As headquarters of the British occupation of Ireland and necessarily of repression of resistance, the Castle always had soldiers stationed or passing through there. But it also held a police force, the secret service of the Dublin Metropolitan Police. Usually unarmed with more than a truncheon up until 1916, the uniformed DMP maintained order and bourgeois public morality in Dublin but also repressed public resistance to the British occupation. Not only sex workers and drunks were arrested but so were singers of patriotic ballads, protesters and public speakers. During times of Fenian activity, the DMP also worked to counter the influence of Irish patriots in the city and the plain-clothes G Division was created in 1874 to recruit informers and hunt down active Fenians.

A section of the Fenians were however prepared to counter this with assassinations of informers, some DMP and attempts on the lives of senior DMP officials in the city7 during the mid 19th Century. In the early years of the 20th Century it was G Division which also spied on activists in the trade union and labour movement, nationalists, republicans, the Irish language movement and suffragettes and it was they who identified Irish insurgent prisoners captured by the British Army in 1916, ensuring the death sentence for many (though 14 were eventually executed in Dublin).

The DMP, mostly the uniformed officers, could in fact be credited with being the inspiration to form the Irish Citizen Army: the vicious and sometimes murderous attacks of the DMP on workers’ assemblies during the 1913 Dublin Lockout had decided James Connolly and Jim Larkin to call for the creation of the workers’ militia. During the Rising, it seems that three DMP were shot dead, all by members of the ICA, one of them being at the Dublin Castle entrance.

On Bloody Sunday 1920, during the War of Independence, two IRA officers and an Irish language enthusiast prisoners were tortured and killed in Dublin Castle by police, including the specially-recruited terrorists of the Auxiliary Division. In order to cover up their actions, the police staged photos which they claimed depicted the prisoners not properly guarded and then jumping their guards to seize their weapons, which is how they came by their deaths, according to the cover story.

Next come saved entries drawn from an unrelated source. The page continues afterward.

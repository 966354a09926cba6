//! Manifest parsing: extract package names from dependency manifests
//!
//! Two formats are recognized by content shape rather than file extension:
//! a lockfile-style line format (one requirement per line) and a JSON
//! manifest object with `dependencies`/`devDependencies` mappings.

use crate::error::{Result, ScanError};
use serde::Deserialize;
use std::collections::BTreeMap;
use std::collections::BTreeSet;
use std::path::Path;
use tracing::debug;

/// Maximum accepted package name length
const MAX_NAME_LEN: usize = 128;

/// Check a package name against the safe-name pattern
/// `[A-Za-z0-9][A-Za-z0-9._-]{0,127}`.
///
/// Names flow into registry request URLs, so anything outside this
/// character class is rejected before it reaches the network layer.
pub fn is_safe_name(name: &str) -> bool {
    if name.is_empty() || name.len() > MAX_NAME_LEN {
        return false;
    }
    let mut chars = name.chars();
    let first = chars.next().unwrap_or('\0');
    if !first.is_ascii_alphanumeric() {
        return false;
    }
    chars.all(|c| c.is_ascii_alphanumeric() || matches!(c, '.' | '_' | '-'))
}

/// JSON manifest with `dependencies` and `devDependencies` mappings
#[derive(Debug, Deserialize)]
struct ObjectManifest {
    #[serde(default)]
    dependencies: BTreeMap<String, String>,
    #[serde(default, rename = "devDependencies")]
    dev_dependencies: BTreeMap<String, String>,
}

/// Parse a dependency manifest and return the declared package names.
///
/// Line-format manifests preserve file order; JSON manifests yield a
/// de-duplicated union of both dependency maps in unspecified order.
/// An unreadable file or malformed JSON aborts the scan.
pub fn parse_manifest(path: &Path) -> Result<Vec<String>> {
    let text = std::fs::read_to_string(path)
        .map_err(|e| ScanError::manifest_read(path.display().to_string(), e))?;

    let names = if text.trim_start().starts_with('{') {
        parse_object_manifest(path, &text)?
    } else {
        parse_line_manifest(&text)
    };

    debug!("Parsed {} package names from {}", names.len(), path.display());
    Ok(names)
}

fn parse_object_manifest(path: &Path, text: &str) -> Result<Vec<String>> {
    let manifest: ObjectManifest = serde_json::from_str(text)
        .map_err(|e| ScanError::manifest_parse(path.display().to_string(), e.to_string()))?;

    let names: BTreeSet<String> = manifest
        .dependencies
        .into_keys()
        .chain(manifest.dev_dependencies.into_keys())
        .filter(|n| is_safe_name(n))
        .collect();

    Ok(names.into_iter().collect())
}

fn parse_line_manifest(text: &str) -> Vec<String> {
    let mut names = Vec::new();
    for line in text.lines() {
        let line = line.trim();
        // Blank lines, comments, and flag/editable-install lines
        if line.is_empty() || line.starts_with('#') || line.starts_with('-') {
            continue;
        }
        if let Some(name) = leading_name_token(line) {
            names.push(name.to_string());
        }
    }
    names
}

/// Extract the leading safe-name token from a requirement line, stripping
/// version specifiers and extras. Returns `None` when the line does not
/// start with a safe-name character.
fn leading_name_token(line: &str) -> Option<&str> {
    let mut end = 0;
    for (i, c) in line.char_indices() {
        let ok = if i == 0 {
            c.is_ascii_alphanumeric()
        } else {
            c.is_ascii_alphanumeric() || matches!(c, '.' | '_' | '-')
        };
        if !ok {
            break;
        }
        end = i + c.len_utf8();
    }
    let token = &line[..end];
    if is_safe_name(token) {
        Some(token)
    } else {
        None
    }
}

Plaque commemorating the police murder of three prisoners on Bloody Sunday (erected by the independent National Graves Association).

Soon after that, G Division detectives were being killed in various parts of the city by Collins’ Squad and the Dublin IRA. In fact, a number of the officers and of British Army spies took up residence in the Castle itself, for protection.

After the creation of the Irish Free State in 1921, the independence movement split and in the following Civil War (1922-1923) the repression of the continuing resistance was mostly the work of the Irish National Army. However, when the Irish police force was established, the Gardaí Síochána, their Special Branch detectives were again based in Dublin Castle,8 though they are based elsewhere now.

First in the series of staged photos allegedly showing the three prisoners and their guards on Bloody Sunday
The second of the staged photos to cover up the police murders, even more ridiculous than the first.

Since there was no mention of any this on our tour, a significant part of Castle history was being omitted.

CASTLE CATHOLIC IDEOLOGY?

There existed during the British occupation a social group — or perhaps more than one — that in the commentary of most Irish, perhaps, were referred to as “Castle Catholics”. This was not a reference to Catholics who owned a castle but to those of the native and Norman-Irish stock, i.e nearly all Catholics who, while maintaining their religion, bowed to the English occupation in everything else. And particularly the more elevated echelons among that group, for whom attendance at functions in the Castle were the high point of their social calendars and indeed their lives. Ag sodar i ndiaidh na n-uaisle9, as the Irish have it in their native tongue.

With some exceptions, I thought the tour and commentary, although interesting and of course catering to the expectations of foreign tourists, had more than a little of “Castle Catholic” or, better said, “Castle Irish” to it.

And it therefore lost a lot in the telling.

End.

FOOTNOTES:

1Effectively an English anti-Irish racist term: “The Pale” referred at first to the areas enclosed by the Normans by an earthworks surmounted by a wooden palisade, i.e the area of colonist control. “Beyond the Pale” were the areas still under control of the Irish clans, uncivilised in the viewpoint of the colonists and the expression survives in English today to describe something as being a horror.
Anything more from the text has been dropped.